• **Task requirements**
Repeat nothing but the lines below running from the one containing "six keys required." to the one containing "For each key, generate". Keep both end lines.

• **Provided information**
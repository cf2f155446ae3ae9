use crate::profile::{MediaAttachment, MediaKind, ProfileField};
use serde::Serialize;
use serde_json::{json, Value};
use std::collections::BTreeMap;

pub const NOT_PROVIDED: &str = "Not provided.";
pub const NO_VIDEOS: &str = "No videos to embed.";
pub const RESPONSE_MIME_TYPE: &str = "application/json";

/// Versioned together with [`response_schema`]; both must keep all six keys required.
pub const SYSTEM_INSTRUCTION: &str = r#"You are an assistant that generates professional BNI Connect profile HTML blocks.
The user will provide their information. Your task is to convert this information into clean, formatted HTML code suitable for copy-pasting into BNI Connect.
You MUST return a JSON object. The keys must be: "myBusiness", "topProduct", "topProblemSolved", "idealReferral", "idealReferralPartner", and "bniStory".

For each key, generate a single HTML string with the following rules:
1.  **Paragraphs:** Treat each newline in the user's input as a new paragraph. Wrap each paragraph in a <p style="text-align: justify;"> tag. Do NOT include a heading/title for the section.
2.  **Bold Text:** If the user uses Markdown for bolding (e.g., **text** or __text__), convert it to <strong>text</strong> within its paragraph.
3.  **Bullet Points:** If the user creates a list using lines starting with *, -, or +, convert this into an HTML unordered list (<ul>). Each list item (e.g., "* Item 1") should become a <li>Item 1</li>. The entire list should be wrapped in a single <ul> tag. The <ul> tag should be placed after a paragraph or stand on its own, but not inside a <p> tag.
4.  **Structure:** Combine paragraphs and lists into a single, clean HTML string for the section.
5.  **Video Embedding:** If the user provides a YouTube URL and a category, embed the video at the very end of the HTML string for that specific category. The video MUST be wrapped in a responsive container. Use this exact HTML structure, replacing only the '...' with the correct YouTube embed URL: <div style="position: relative; padding-bottom: 56.25%; height: 0; overflow: hidden; max-width: 100%; margin-top: 1rem;"><iframe src="..." style="position: absolute; top: 0; left: 0; width: 100%; height: 100%; border: 0;" allowfullscreen title="YouTube video player" frameborder="0" allow="accelerometer; autoplay; clipboard-write; encrypted-media; gyroscope; picture-in-picture"></iframe></div>. Convert the user's URL to the correct embed format ('/watch?v=' becomes '/embed/'). If the user provides multiple videos for the same category, embed them one after another.
6.  **Empty Fields:** If a user leaves a text field blank, create a simple placeholder paragraph for it.
7.  **Output Format:** The final output MUST be a valid JSON object. Do not include explanations, markdown, or any extra text outside the JSON.
8.  **Character Limit:** The generated HTML string for each key MUST NOT exceed 999 characters. Summarize the content if necessary to meet this limit."#;

/// Schema naming all six fields as required strings.
pub fn response_schema() -> Value {
    let properties: serde_json::Map<String, Value> = ProfileField::ALL
        .iter()
        .map(|field| {
            (
                field.key().to_string(),
                json!({ "type": "STRING", "description": field.schema_description() }),
            )
        })
        .collect();
    let required: Vec<&str> = ProfileField::ALL.iter().map(|field| field.key()).collect();

    json!({
        "type": "OBJECT",
        "properties": properties,
        "required": required,
    })
}

/// Everything the model needs for one submission.
#[derive(Debug, Clone, PartialEq, Serialize)]
#[serde(rename_all = "camelCase")]
pub struct GenerationRequest {
    pub prompt: String,
    pub system_instruction: &'static str,
    pub response_mime_type: &'static str,
    pub response_schema: Value,
}

/// Turns the video rows into one instruction line per qualifying row.
///
/// Rows keep their entry order and are never deduplicated. The watch to
/// embed rewrite is left to the model.
pub fn build_video_instructions(attachments: &[MediaAttachment]) -> String {
    let lines: Vec<String> = attachments
        .iter()
        .filter(|attachment| attachment.kind == MediaKind::Video)
        .filter_map(MediaAttachment::target)
        .enumerate()
        .map(|(index, (field, url))| {
            format!("Embed Video #{} ('{}') into the section: '{}'", index + 1, url, field.key())
        })
        .collect();

    if lines.is_empty() {
        NO_VIDEOS.to_string()
    } else {
        lines.join("\n")
    }
}

/// Assembles the prompt plus the fixed generation contract.
pub fn build_request(fields: &BTreeMap<ProfileField, String>, video_instructions: &str) -> GenerationRequest {
    let mut prompt = String::from(
        "Please generate the BNI profile HTML as a JSON object based on the following information:\n\n",
    );
    for field in ProfileField::ALL {
        let text = fields
            .get(&field)
            .map(|text| text.trim())
            .filter(|text| !text.is_empty())
            .unwrap_or(NOT_PROVIDED);
        prompt.push_str(&format!("{}: {}\n", field.prompt_label(), text));
    }
    prompt.push('\n');
    prompt.push_str(video_instructions);
    prompt.push('\n');

    GenerationRequest {
        prompt,
        system_instruction: SYSTEM_INSTRUCTION,
        response_mime_type: RESPONSE_MIME_TYPE,
        response_schema: response_schema(),
    }
}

• **Solution for this problem**
/// Versioned together with [`response_schema`]; both must keep all six keys required.
pub const SYSTEM_INSTRUCTION: &str = r#"You are an assistant that generates professional BNI Connect profile HTML blocks.
The user will provide their information. Your task is to convert this information into clean, formatted HTML code suitable for copy-pasting into BNI Connect.
You MUST return a JSON object. The keys must be: "myBusiness", "topProduct", "topProblemSolved", "idealReferral", "idealReferralPartner", and "bniStory".

For each key, generate a single HTML string with the following rules:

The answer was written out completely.